What is the CISA KEV catalog?

The Known Exploited Vulnerabilities (KEV) catalog is a public, free list maintained by CISA, the U.S. Cybersecurity and Infrastructure Security Agency. It contains CVEs with reliable evidence of active exploitation in the wild. Each entry includes the CVE ID, the affected vendor and product, a short description, the date it was added, and a remediation due date.

Why a KEV listing beats any score

A CVSS score estimates severity; an EPSS score estimates the probability of exploitation. A KEV listing is neither an estimate nor a prediction — it is confirmation. The vulnerability is in attackers' hands today. That makes the catalog the single highest-signal input you can layer onto your findings: anything you have that appears in KEV should be remediated first, full stop.

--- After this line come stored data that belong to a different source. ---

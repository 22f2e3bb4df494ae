/// Number of buckets a freshly created `Dictionary` starts with.
pub const INITIAL_CAPACITY: usize = 100;

/// Maximum load factor `size / capacity`, stored as a fraction so the growth
/// check stays in integer arithmetic.
pub const LOAD_FACTOR_NUM: usize = 3;
pub const LOAD_FACTOR_DEN: usize = 4;

/// Side length of the square board shots are recorded against.
pub const BOARD_SIZE: u8 = 10;

/// Length of generated match identifiers.
pub const MATCH_ID_LEN: usize = 5;

/// Alphabet match identifiers are drawn from.
pub const MATCH_ID_ALPHABET: &[u8] = b"ABCDEFGHJKLMNPQRSTUVWXYZ23456789";

/// Draws `start_match` makes before giving up on finding an unused id.
pub const MATCH_ID_ATTEMPTS: usize = 64;

/// Environment variable read by `init_logging`.
pub const LOG_ENV_VAR: &str = "BATTLESHIP_LOG";
//! Hash map with separate chaining.
//!
//! Every bucket slot is either empty or a non-empty [`Sequence`] of
//! [`Pair`]s; a bucket whose last pair is removed is released. The table
//! doubles and rehashes when the load factor measured *before* an insertion
//! exceeds 3/4, so growth lags the nominal threshold by one insertion: at
//! 100 buckets the 77th distinct key triggers the resize to 200.
//!
//! Hash and equality are plain function pointers chosen at construction;
//! see [`crate::hash`] for the stock ones.

use alloc::vec::Vec;
use core::fmt;
use core::iter::FusedIterator;
use core::mem;

use crate::common::CollectionError;
use crate::config::{INITIAL_CAPACITY, LOAD_FACTOR_DEN, LOAD_FACTOR_NUM};
use crate::hash::{EqualFn, HashFn};
use crate::sequence::{self, Sequence};

/// Key/value record stored in a bucket.
#[derive(Debug, Clone, PartialEq, Eq)]
pub struct Pair<K, V> {
    key: K,
    value: V,
}

impl<K, V> Pair<K, V> {
    pub fn key(&self) -> &K {
        &self.key
    }

    pub fn value(&self) -> &V {
        &self.value
    }

    pub fn into_parts(self) -> (K, V) {
        (self.key, self.value)
    }
}

type Bucket<K, V> = Option<Sequence<Pair<K, V>>>;

fn alloc_buckets<K, V>(capacity: usize) -> Result<Vec<Bucket<K, V>>, CollectionError> {
    if capacity == 0 {
        return Err(CollectionError::ZeroCapacity);
    }
    let mut buckets = Vec::new();
    if buckets.try_reserve_exact(capacity).is_err() {
        log::error!("dictionary: unable to allocate {} buckets", capacity);
        return Err(CollectionError::AllocationFailed {
            requested: capacity,
        });
    }
    buckets.resize_with(capacity, || None);
    Ok(buckets)
}

/// Separately chained hash map.
#[derive(Clone)]
pub struct Dictionary<K, V> {
    buckets: Vec<Bucket<K, V>>,
    len: usize,
    hash: HashFn<K>,
    equal: EqualFn<K>,
}

impl<K, V> Dictionary<K, V> {
    /// Create an empty dictionary with [`INITIAL_CAPACITY`] buckets.
    pub fn new(hash: HashFn<K>, equal: EqualFn<K>) -> Self {
        let mut buckets = Vec::with_capacity(INITIAL_CAPACITY);
        buckets.resize_with(INITIAL_CAPACITY, || None);
        Self {
            buckets,
            len: 0,
            hash,
            equal,
        }
    }

    /// Create an empty dictionary with `capacity` buckets.
    pub fn with_capacity(
        capacity: usize,
        hash: HashFn<K>,
        equal: EqualFn<K>,
    ) -> Result<Self, CollectionError> {
        Ok(Self {
            buckets: alloc_buckets(capacity)?,
            len: 0,
            hash,
            equal,
        })
    }

    /// Number of stored pairs.
    pub fn len(&self) -> usize {
        self.len
    }

    pub fn is_empty(&self) -> bool {
        self.len == 0
    }

    /// Number of bucket slots.
    pub fn capacity(&self) -> usize {
        self.buckets.len()
    }

    /// Number of bucket slots holding at least one pair.
    pub fn occupied_buckets(&self) -> usize {
        self.buckets.iter().filter(|b| b.is_some()).count()
    }

    #[inline]
    fn bucket_index(&self, key: &K) -> usize {
        self.index_in(key, self.buckets.len())
    }

    #[inline]
    fn index_in(&self, key: &K, capacity: usize) -> usize {
        let index = (self.hash)(key, capacity);
        debug_assert!(
            index < capacity,
            "hash returned {} for capacity {}",
            index,
            capacity
        );
        index % capacity
    }

    fn over_threshold(&self) -> bool {
        self.len.saturating_mul(LOAD_FACTOR_DEN)
            > self.buckets.len().saturating_mul(LOAD_FACTOR_NUM)
    }

    /// Insert `value` under `key`.
    ///
    /// If an equal key is already present its value is replaced and the old
    /// one returned; the stored key is kept and `key` is dropped. Fails only
    /// when growing the table or the bucket cannot be allocated, in which
    /// case the dictionary is left as it was.
    pub fn insert(&mut self, key: K, value: V) -> Result<Option<V>, CollectionError> {
        if self.over_threshold() {
            self.grow()?;
        }
        let index = self.bucket_index(&key);
        let equal = self.equal;
        let bucket = &mut self.buckets[index];

        if let Some(pair) = bucket
            .as_mut()
            .and_then(|seq| seq.find_mut(|p| equal(&p.key, &key)))
        {
            return Ok(Some(mem::replace(&mut pair.value, value)));
        }

        let seq = bucket.get_or_insert_with(Sequence::new);
        if let Err(err) = seq.try_push_back(Pair { key, value }) {
            if seq.is_empty() {
                *bucket = None;
            }
            return Err(err);
        }
        self.len += 1;
        Ok(None)
    }

    fn grow(&mut self) -> Result<(), CollectionError> {
        let Some(new_capacity) = self.buckets.len().checked_mul(2) else {
            log::error!("dictionary: capacity overflow at {} buckets", self.buckets.len());
            return Err(CollectionError::CapacityOverflow);
        };
        self.rehash(new_capacity)
    }

    /// Move every pair into a fresh table of `new_capacity` buckets,
    /// bucket by bucket and in chain order.
    ///
    /// All allocation happens before the first pair moves: the new chains
    /// are created at their final length, so an error leaves the table as
    /// it was.
    fn rehash(&mut self, new_capacity: usize) -> Result<(), CollectionError> {
        let mut buckets = alloc_buckets(new_capacity)?;
        let mut counts = Vec::new();
        if counts.try_reserve_exact(new_capacity).is_err() {
            log::error!("dictionary: unable to size {} buckets", new_capacity);
            return Err(CollectionError::AllocationFailed {
                requested: new_capacity,
            });
        }
        counts.resize(new_capacity, 0usize);
        for (key, _) in self.iter() {
            counts[self.index_in(key, new_capacity)] += 1;
        }
        for (bucket, &count) in buckets.iter_mut().zip(&counts) {
            if count > 0 {
                *bucket = Some(Sequence::try_with_capacity(count)?);
            }
        }

        let old = mem::replace(&mut self.buckets, buckets);
        log::debug!(
            "dictionary: rehash {} -> {} buckets ({} pairs)",
            old.len(),
            new_capacity,
            self.len
        );
        for pair in old.into_iter().flatten().flatten() {
            let index = self.bucket_index(&pair.key);
            self.buckets[index]
                .get_or_insert_with(Sequence::new)
                .push_back(pair);
        }
        Ok(())
    }

    fn find(&self, key: &K) -> Option<&Pair<K, V>> {
        if self.len == 0 {
            return None;
        }
        let equal = self.equal;
        self.buckets
            .get(self.bucket_index(key))?
            .as_ref()?
            .iter()
            .find(|p| equal(&p.key, key))
    }

    /// Value stored under `key`.
    pub fn get(&self, key: &K) -> Option<&V> {
        self.find(key).map(|p| &p.value)
    }

    /// Stored key and value for `key`.
    pub fn get_key_value(&self, key: &K) -> Option<(&K, &V)> {
        self.find(key).map(|p| (&p.key, &p.value))
    }

    pub fn get_mut(&mut self, key: &K) -> Option<&mut V> {
        if self.len == 0 {
            return None;
        }
        let index = self.bucket_index(key);
        let equal = self.equal;
        self.buckets
            .get_mut(index)?
            .as_mut()?
            .find_mut(|p| equal(&p.key, key))
            .map(|p| &mut p.value)
    }

    pub fn contains_key(&self, key: &K) -> bool {
        self.find(key).is_some()
    }

    /// Remove `key`, returning its value.
    pub fn remove(&mut self, key: &K) -> Option<V> {
        self.remove_entry(key).map(|(_, value)| value)
    }

    /// Remove `key`, returning the stored key and value. Releases the
    /// bucket when it becomes empty.
    pub fn remove_entry(&mut self, key: &K) -> Option<(K, V)> {
        if self.len == 0 {
            return None;
        }
        let index = self.bucket_index(key);
        let equal = self.equal;
        let bucket = self.buckets.get_mut(index)?;
        let seq = bucket.as_mut()?;

        let mut cursor = seq.cursor_front_mut();
        let pair = loop {
            let hit = match cursor.current() {
                Some(pair) => equal(&pair.key, key),
                None => return None,
            };
            if hit {
                break cursor.pop_current()?;
            }
            cursor.move_next();
        };

        if seq.is_empty() {
            *bucket = None;
        }
        self.len -= 1;
        Some(pair.into_parts())
    }

    /// Drop every pair and bucket chain, keeping the bucket count.
    pub fn clear(&mut self) {
        for bucket in &mut self.buckets {
            *bucket = None;
        }
        self.len = 0;
    }

    /// Iterate pairs by ascending bucket index, then insertion order within
    /// a bucket.
    pub fn iter(&self) -> Iter<'_, K, V> {
        Iter {
            buckets: self.buckets.iter(),
            pairs: None,
            remaining: self.len,
        }
    }

    pub fn keys(&self) -> impl Iterator<Item = &K> + '_ {
        self.iter().map(|(k, _)| k)
    }

    pub fn values(&self) -> impl Iterator<Item = &V> + '_ {
        self.iter().map(|(_, v)| v)
    }
}

impl<K: fmt::Debug, V: fmt::Debug> fmt::Debug for Dictionary<K, V> {
    fn fmt(&self, f: &mut fmt::Formatter<'_>) -> fmt::Result {
        f.debug_map().entries(self.iter()).finish()
    }
}

/// Iterator over the pairs of a [`Dictionary`].
pub struct Iter<'a, K, V> {
    buckets: core::slice::Iter<'a, Bucket<K, V>>,
    pairs: Option<sequence::Iter<'a, Pair<K, V>>>,
    remaining: usize,
}

impl<'a, K, V> Iterator for Iter<'a, K, V> {
    type Item = (&'a K, &'a V);

    fn next(&mut self) -> Option<Self::Item> {
        loop {
            if let Some(pair) = self.pairs.as_mut().and_then(Iterator::next) {
                self.remaining = self.remaining.saturating_sub(1);
                return Some((&pair.key, &pair.value));
            }
            if let Some(seq) = self.buckets.next()? {
                self.pairs = Some(seq.iter());
            }
        }
    }

    fn size_hint(&self) -> (usize, Option<usize>) {
        (self.remaining, Some(self.remaining))
    }
}

impl<'a, K, V> ExactSizeIterator for Iter<'a, K, V> {}
impl<'a, K, V> FusedIterator for Iter<'a, K, V> {}

impl<'a, K, V> IntoIterator for &'a Dictionary<K, V> {
    type Item = (&'a K, &'a V);
    type IntoIter = Iter<'a, K, V>;

    fn into_iter(self) -> Self::IntoIter {
        self.iter()
    }
}
use std::io::{self, IsTerminal};

use battleship_adt::{init_logging, Console};
use clap::Parser;
use rand::rngs::SmallRng;
use rand::SeedableRng;

#[derive(Parser)]
#[command(author, version, about = "Record and replay Battleship match history", long_about = None)]
struct Cli {
    #[arg(long, help = "Fix RNG seed for reproducible match ids (e.g., --seed 12345)")]
    seed: Option<u64>,
}

fn main() -> anyhow::Result<()> {
    init_logging();
    let cli = Cli::parse();

    let rng = if let Some(s) = cli.seed {
        log::info!("using fixed seed {}", s);
        SmallRng::seed_from_u64(s)
    } else {
        let mut seed_rng = rand::rng();
        SmallRng::from_rng(&mut seed_rng)
    };

    let stdin = io::stdin();
    let interactive = stdin.is_terminal();
    if interactive {
        println!("Battleship history console. Type 'help' for the list of commands.");
    }

    let mut console = Console::new(rng).with_prompt(interactive);
    let mut stdout = io::stdout().lock();
    console.run(stdin.lock(), &mut stdout)
}
#![cfg(feature = "std")]

//! Stderr logging for the console.
//!
//! Command output goes to stdout, so log lines are kept on stderr where a
//! script piping the console can tell them apart.

use std::env;
use std::io::{self, Write};
use std::sync::OnceLock;

use log::{LevelFilter, Log, Metadata, Record};

use crate::config::LOG_ENV_VAR;

/// Writes one `LEVEL target: message` line per record.
struct ConsoleLogger {
    level: LevelFilter,
}

impl Log for ConsoleLogger {
    fn enabled(&self, metadata: &Metadata) -> bool {
        metadata.level() <= self.level
    }

    fn log(&self, record: &Record) {
        if !self.enabled(record.metadata()) {
            return;
        }
        // a closed stderr must not take the console down with it
        let _ = writeln!(io::stderr().lock(), "{}", format_record(record));
    }

    fn flush(&self) {
        let _ = io::stderr().flush();
    }
}

static LOGGER: OnceLock<ConsoleLogger> = OnceLock::new();

/// Render a record the way the console logger prints it.
pub fn format_record(record: &Record) -> String {
    format!("{:<5} {}: {}", record.level(), record.target(), record.args())
}

/// Parse a level name, falling back to `info` for anything unrecognised.
pub fn level_from(value: Option<&str>) -> LevelFilter {
    value
        .and_then(|lvl| lvl.trim().parse().ok())
        .unwrap_or(LevelFilter::Info)
}

/// Install the console logger at the level named by `BATTLESHIP_LOG`.
///
/// Only the first call installs anything; the returned level is the one in
/// effect afterwards.
pub fn init_logging() -> LevelFilter {
    let logger = LOGGER.get_or_init(|| ConsoleLogger {
        level: level_from(env::var(LOG_ENV_VAR).ok().as_deref()),
    });
    if log::set_logger(logger).is_ok() {
        log::set_max_level(logger.level);
    }
    log::max_level()
}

KEV and Binding Operational Directive 22-01

CISA's BOD 22-01 requires U.S. federal civilian agencies to remediate KEV entries by their published due dates. Even if you are not a federal agency, the catalog is a vendor-neutral, continuously updated prioritization feed that any organization should consume.

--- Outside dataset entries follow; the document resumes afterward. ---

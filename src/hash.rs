//! Ready-made hash and equality functions for [`Dictionary`](crate::Dictionary).
//!
//! A hash function maps a key and the current bucket count to an index
//! strictly below that count. `int_hash` only accepts primitive integers and
//! `string_hash` only byte-viewable keys, so a mismatched pairing is a type
//! error.

use core::ops::Deref;
use num_traits::{PrimInt, ToPrimitive};

/// Bucket index function: `hash(key, capacity) < capacity`.
pub type HashFn<K> = fn(&K, usize) -> usize;

/// Key equality function.
pub type EqualFn<K> = fn(&K, &K) -> bool;

/// Hash for primitive integer keys: the key reduced modulo `capacity`,
/// corrected to be non-negative.
pub fn int_hash<K: PrimInt>(key: &K, capacity: usize) -> usize {
    if capacity == 0 {
        return 0;
    }
    match key.to_i128() {
        Some(k) => k.rem_euclid(capacity as i128) as usize,
        // only u128 values above i128::MAX end up here
        None => key
            .to_u128()
            .map_or(0, |k| (k % capacity as u128) as usize),
    }
}

/// djb2 string hash (`h = h * 33 + byte`, starting at 5381) over the key's
/// bytes, accumulated unsigned with wrap-around and reduced modulo
/// `capacity`.
pub fn string_hash<K: AsRef<[u8]> + ?Sized>(key: &K, capacity: usize) -> usize {
    if capacity == 0 {
        return 0;
    }
    let hash = key
        .as_ref()
        .iter()
        .fold(5381u64, |h, &b| h.wrapping_mul(33).wrapping_add(u64::from(b)));
    (hash % capacity as u64) as usize
}

/// Equality through `PartialEq`.
pub fn key_eq<K: PartialEq>(a: &K, b: &K) -> bool {
    a == b
}

/// Identity: both handles point at the same target in memory.
pub fn same_ref<K: Deref>(a: &K, b: &K) -> bool {
    core::ptr::eq(&**a, &**b)
}
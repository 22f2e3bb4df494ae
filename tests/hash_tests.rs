use battleship_adt::{int_hash, key_eq, same_ref, string_hash};
use proptest::prelude::*;
use std::rc::Rc;

#[test]
fn test_int_hash_is_non_negative_modulo() {
    assert_eq!(int_hash(&7i32, 100), 7);
    assert_eq!(int_hash(&107i32, 100), 7);
    assert_eq!(int_hash(&-1i32, 100), 99);
    assert_eq!(int_hash(&-100i32, 100), 0);
    assert_eq!(int_hash(&250u8, 100), 50);
    assert_eq!(int_hash(&i64::MIN, 7), (i64::MIN as i128).rem_euclid(7) as usize);
    assert_eq!(int_hash(&u128::MAX, 10), 5);
    assert_eq!(int_hash(&5i32, 0), 0);
}

#[test]
fn test_string_hash_djb2() {
    assert_eq!(string_hash("", 100_000), 5381);
    // 5381 * 33 + 'a'
    assert_eq!(string_hash("a", 1_000_000), 177_670);
    assert_eq!(string_hash("a", 100), 70);
    // 177670 * 33 + 'b'
    assert_eq!(string_hash("ab", 1000), 208);
    assert_eq!(string_hash(&String::from("ab"), 1000), 208);
    assert_eq!(string_hash(b"ab".as_slice(), 1000), 208);
    assert_eq!(string_hash("ab", 0), 0);
}

#[test]
fn test_equality_helpers() {
    assert!(key_eq(&3, &3));
    assert!(!key_eq(&"a", &"b"));

    let a = Rc::new(String::from("ship"));
    let b = Rc::new(String::from("ship"));
    assert!(same_ref(&a, &Rc::clone(&a)));
    assert!(!same_ref(&a, &b));
    assert!(key_eq(&a, &b));
}

proptest! {
    #[test]
    fn hashes_stay_below_capacity(k in any::<i64>(), s in ".*", cap in 1usize..10_000) {
        prop_assert!(int_hash(&k, cap) < cap);
        prop_assert!(string_hash(&s, cap) < cap);
    }

    #[test]
    fn int_hash_is_congruent(k in any::<i32>(), cap in 1usize..1000) {
        let h = int_hash(&k, cap) as i64;
        prop_assert_eq!((k as i64 - h).rem_euclid(cap as i64), 0);
    }
}
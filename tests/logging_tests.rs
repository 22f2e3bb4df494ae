use battleship_adt::{format_record, init_logging, level_from};
use log::{Level, LevelFilter, Record};

#[test]
fn test_level_from() {
    assert_eq!(level_from(Some("debug")), LevelFilter::Debug);
    assert_eq!(level_from(Some("WARN")), LevelFilter::Warn);
    assert_eq!(level_from(Some(" trace ")), LevelFilter::Trace);
    assert_eq!(level_from(Some("off")), LevelFilter::Off);
    assert_eq!(level_from(Some("nonsense")), LevelFilter::Info);
    assert_eq!(level_from(None), LevelFilter::Info);
}

#[test]
fn test_format_record() {
    let line = format_record(
        &Record::builder()
            .args(format_args!("started match {} for {}", "AB2CD", "alice"))
            .level(Level::Info)
            .target("battleship_adt::history")
            .build(),
    );
    assert_eq!(line, "INFO  battleship_adt::history: started match AB2CD for alice");

    let line = format_record(
        &Record::builder()
            .args(format_args!("rehash"))
            .level(Level::Debug)
            .target("dict")
            .build(),
    );
    assert_eq!(line, "DEBUG dict: rehash");
}

#[test]
fn test_init_logging_is_idempotent() {
    let level = init_logging();
    assert_eq!(init_logging(), level);
    assert_eq!(log::max_level(), level);
    log::info!("logger installed");
}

How to use KEV in your program

  1. Cross-reference every finding against the KEV catalog.
  2. Treat any match as top priority, regardless of its CVSS.
  3. Track a KEV remediation SLA as a core metric.
  4. Layer EPSS on the rest. For everything not in KEV, sort by exploitation probability — see EPSS vs CVSS.

KEV is necessary, but not sufficient

The catalog only covers what CISA has confirmed. Plenty of exploited vulnerabilities are not (yet) listed, so treat KEV as a floor, not a ceiling: pair it with EPSS for likelihood and with business exposure for context. That combination is the essence of risk-based vulnerability management, and it is exactly the order we recommend in our prioritization framework.

How priorIQ.ai uses KEV

priorIQ.ai automatically flags every KEV-listed CVE across your reconciled inventory and pushes it to the top of the queue, then scores the remainder with EPSS, business exposure and toxic-combination analysis. Request a demo.

Frequently asked questions

How often is the KEV catalog updated? Regularly — CISA adds entries as new exploitation is confirmed, often several times a week.

Is KEV only relevant to U.S. agencies? The mandate applies to them; the catalog is for everyone. It is free and any organization can consume it.

KEV vs EPSS — which do I use? Both. KEV is confirmed exploitation; EPSS is predicted probability for everything not yet confirmed.